(What to do) Which lines of the entries below hold the word "chain"? Report each of them.
* * * * * * *
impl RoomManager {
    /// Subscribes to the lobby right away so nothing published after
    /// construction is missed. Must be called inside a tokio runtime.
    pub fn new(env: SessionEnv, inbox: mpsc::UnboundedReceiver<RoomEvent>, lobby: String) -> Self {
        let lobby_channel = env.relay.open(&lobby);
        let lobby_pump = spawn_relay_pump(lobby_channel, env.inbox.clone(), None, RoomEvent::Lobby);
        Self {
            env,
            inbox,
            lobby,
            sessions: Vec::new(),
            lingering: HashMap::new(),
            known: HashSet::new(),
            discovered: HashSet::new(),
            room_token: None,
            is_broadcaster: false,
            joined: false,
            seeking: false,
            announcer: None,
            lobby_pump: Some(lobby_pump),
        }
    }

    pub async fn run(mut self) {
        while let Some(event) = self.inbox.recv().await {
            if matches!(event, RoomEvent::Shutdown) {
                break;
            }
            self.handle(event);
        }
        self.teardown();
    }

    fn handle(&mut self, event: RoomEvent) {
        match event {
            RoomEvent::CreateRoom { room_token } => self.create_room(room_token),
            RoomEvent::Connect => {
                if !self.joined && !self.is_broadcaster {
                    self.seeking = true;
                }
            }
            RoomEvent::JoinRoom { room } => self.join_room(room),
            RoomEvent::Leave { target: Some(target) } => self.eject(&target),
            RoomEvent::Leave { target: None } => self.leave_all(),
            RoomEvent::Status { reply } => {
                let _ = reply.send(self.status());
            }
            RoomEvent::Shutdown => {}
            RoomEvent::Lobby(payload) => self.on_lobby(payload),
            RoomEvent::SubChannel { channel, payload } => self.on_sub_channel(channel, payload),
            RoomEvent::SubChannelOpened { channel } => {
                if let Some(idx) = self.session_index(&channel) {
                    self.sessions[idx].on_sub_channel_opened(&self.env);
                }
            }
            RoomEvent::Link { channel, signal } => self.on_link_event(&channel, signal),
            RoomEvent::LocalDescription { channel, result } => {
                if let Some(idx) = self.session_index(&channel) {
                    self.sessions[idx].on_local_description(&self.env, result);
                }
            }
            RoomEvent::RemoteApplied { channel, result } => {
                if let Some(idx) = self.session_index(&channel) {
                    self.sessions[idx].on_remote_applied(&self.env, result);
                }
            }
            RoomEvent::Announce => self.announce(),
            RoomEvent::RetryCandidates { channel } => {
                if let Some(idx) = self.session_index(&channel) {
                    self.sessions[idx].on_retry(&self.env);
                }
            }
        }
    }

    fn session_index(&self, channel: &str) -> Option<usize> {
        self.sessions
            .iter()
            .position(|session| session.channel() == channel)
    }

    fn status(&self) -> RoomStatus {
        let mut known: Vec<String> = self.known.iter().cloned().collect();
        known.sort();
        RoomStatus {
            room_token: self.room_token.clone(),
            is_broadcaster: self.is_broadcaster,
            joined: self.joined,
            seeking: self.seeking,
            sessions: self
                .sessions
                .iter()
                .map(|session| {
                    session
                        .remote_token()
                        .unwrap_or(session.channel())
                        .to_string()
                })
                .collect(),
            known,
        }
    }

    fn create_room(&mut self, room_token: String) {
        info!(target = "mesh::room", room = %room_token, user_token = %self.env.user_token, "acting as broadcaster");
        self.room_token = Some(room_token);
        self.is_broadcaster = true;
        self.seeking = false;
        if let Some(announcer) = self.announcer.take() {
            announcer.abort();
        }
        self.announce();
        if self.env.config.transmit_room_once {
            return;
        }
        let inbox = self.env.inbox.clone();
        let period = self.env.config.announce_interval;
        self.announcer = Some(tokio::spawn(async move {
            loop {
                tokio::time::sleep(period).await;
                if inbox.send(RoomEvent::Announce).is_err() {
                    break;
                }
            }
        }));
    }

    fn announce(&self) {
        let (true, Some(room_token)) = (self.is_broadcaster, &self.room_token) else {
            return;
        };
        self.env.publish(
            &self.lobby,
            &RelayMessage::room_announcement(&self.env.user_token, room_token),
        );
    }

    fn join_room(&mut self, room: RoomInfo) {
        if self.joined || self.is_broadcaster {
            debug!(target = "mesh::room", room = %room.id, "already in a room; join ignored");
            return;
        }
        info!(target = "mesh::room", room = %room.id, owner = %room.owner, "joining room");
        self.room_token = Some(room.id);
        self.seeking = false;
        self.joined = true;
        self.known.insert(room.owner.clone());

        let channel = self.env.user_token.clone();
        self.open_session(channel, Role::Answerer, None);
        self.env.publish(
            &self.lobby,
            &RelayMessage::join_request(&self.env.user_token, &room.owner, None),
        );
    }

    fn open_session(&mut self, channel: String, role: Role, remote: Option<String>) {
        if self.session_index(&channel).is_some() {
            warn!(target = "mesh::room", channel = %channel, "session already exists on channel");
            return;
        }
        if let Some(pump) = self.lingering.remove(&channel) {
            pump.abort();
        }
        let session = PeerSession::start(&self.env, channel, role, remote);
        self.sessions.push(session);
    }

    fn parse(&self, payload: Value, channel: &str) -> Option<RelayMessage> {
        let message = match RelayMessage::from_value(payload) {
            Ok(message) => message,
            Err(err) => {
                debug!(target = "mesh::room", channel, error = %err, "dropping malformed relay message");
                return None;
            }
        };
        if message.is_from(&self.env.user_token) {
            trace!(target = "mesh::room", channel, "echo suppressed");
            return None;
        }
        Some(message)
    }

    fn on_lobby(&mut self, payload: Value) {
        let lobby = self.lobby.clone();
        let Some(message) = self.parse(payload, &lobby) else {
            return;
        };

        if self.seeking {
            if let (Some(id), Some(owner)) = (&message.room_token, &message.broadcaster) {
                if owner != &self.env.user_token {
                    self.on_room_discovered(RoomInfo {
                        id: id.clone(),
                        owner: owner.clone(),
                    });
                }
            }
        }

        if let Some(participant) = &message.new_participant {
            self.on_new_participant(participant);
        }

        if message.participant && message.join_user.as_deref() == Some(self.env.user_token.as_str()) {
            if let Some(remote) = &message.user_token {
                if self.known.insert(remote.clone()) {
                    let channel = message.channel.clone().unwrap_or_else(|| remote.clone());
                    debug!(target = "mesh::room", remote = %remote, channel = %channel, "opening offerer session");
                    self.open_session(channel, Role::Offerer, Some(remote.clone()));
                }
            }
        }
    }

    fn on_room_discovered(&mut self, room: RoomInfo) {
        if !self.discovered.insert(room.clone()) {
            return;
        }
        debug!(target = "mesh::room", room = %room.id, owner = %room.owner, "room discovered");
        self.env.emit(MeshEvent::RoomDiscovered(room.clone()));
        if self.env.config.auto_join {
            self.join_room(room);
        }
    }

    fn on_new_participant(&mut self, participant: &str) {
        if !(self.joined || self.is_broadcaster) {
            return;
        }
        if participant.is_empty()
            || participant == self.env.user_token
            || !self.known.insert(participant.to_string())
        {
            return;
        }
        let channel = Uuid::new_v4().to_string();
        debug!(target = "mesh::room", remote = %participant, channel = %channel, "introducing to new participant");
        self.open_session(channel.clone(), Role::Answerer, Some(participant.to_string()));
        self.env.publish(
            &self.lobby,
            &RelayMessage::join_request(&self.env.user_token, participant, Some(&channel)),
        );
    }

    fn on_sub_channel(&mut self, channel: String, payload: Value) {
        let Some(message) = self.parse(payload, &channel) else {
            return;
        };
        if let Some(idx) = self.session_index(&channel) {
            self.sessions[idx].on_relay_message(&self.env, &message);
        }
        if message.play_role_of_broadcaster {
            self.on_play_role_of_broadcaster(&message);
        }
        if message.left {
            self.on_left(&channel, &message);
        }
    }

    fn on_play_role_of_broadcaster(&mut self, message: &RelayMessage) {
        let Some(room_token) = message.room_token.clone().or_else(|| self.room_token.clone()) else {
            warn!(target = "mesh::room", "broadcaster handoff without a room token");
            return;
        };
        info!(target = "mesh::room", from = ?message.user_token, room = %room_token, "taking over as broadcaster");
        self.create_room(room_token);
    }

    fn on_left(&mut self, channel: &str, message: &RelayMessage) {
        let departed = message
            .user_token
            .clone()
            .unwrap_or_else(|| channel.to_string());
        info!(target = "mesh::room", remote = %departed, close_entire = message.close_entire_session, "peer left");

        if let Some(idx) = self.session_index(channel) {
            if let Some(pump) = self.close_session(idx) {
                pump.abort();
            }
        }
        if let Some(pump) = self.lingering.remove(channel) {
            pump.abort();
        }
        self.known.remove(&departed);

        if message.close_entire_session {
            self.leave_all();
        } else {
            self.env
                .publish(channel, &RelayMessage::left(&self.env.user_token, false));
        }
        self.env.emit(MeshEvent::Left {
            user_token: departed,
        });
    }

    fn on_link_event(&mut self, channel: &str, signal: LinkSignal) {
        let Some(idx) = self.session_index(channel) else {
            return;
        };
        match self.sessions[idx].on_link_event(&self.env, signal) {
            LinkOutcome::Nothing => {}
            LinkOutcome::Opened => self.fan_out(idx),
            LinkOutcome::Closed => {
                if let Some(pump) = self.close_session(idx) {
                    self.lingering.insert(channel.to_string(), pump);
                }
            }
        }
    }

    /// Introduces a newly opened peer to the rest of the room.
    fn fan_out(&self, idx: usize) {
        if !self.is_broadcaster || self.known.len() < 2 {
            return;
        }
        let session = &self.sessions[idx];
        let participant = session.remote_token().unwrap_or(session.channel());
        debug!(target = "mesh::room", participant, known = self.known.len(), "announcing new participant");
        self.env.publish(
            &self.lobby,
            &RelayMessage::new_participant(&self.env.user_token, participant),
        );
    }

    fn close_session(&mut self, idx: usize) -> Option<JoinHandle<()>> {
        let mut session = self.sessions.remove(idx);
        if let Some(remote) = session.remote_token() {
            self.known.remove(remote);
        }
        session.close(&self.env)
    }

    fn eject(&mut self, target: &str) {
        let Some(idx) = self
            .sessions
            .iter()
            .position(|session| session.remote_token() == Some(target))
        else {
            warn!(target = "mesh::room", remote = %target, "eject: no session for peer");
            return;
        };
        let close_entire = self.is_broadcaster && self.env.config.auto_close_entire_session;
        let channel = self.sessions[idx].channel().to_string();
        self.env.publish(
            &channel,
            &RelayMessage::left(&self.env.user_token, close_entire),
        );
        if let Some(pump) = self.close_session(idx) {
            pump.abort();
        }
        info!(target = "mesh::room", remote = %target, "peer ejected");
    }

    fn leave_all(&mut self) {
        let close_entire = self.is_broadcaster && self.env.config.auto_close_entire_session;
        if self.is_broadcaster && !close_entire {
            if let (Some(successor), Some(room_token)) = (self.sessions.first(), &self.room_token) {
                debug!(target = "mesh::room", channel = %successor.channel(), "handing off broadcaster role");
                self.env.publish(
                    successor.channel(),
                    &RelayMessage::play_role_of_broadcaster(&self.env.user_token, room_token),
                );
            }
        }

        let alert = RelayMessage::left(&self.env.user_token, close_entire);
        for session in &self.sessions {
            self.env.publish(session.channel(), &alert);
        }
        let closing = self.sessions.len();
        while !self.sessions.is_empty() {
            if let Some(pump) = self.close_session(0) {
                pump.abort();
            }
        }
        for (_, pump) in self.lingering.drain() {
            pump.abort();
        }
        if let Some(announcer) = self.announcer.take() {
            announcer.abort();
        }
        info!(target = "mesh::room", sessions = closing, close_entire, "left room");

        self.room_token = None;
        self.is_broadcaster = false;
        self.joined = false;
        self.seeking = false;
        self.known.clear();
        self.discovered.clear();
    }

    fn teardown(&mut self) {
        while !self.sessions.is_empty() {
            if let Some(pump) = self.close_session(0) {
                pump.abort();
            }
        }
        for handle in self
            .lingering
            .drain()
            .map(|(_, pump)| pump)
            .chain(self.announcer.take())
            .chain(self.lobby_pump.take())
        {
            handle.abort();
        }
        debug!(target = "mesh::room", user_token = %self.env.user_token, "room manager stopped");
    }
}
* * * * * * *
(Task response)
            .chain(self.announcer.take())
            .chain(self.lobby_pump.take())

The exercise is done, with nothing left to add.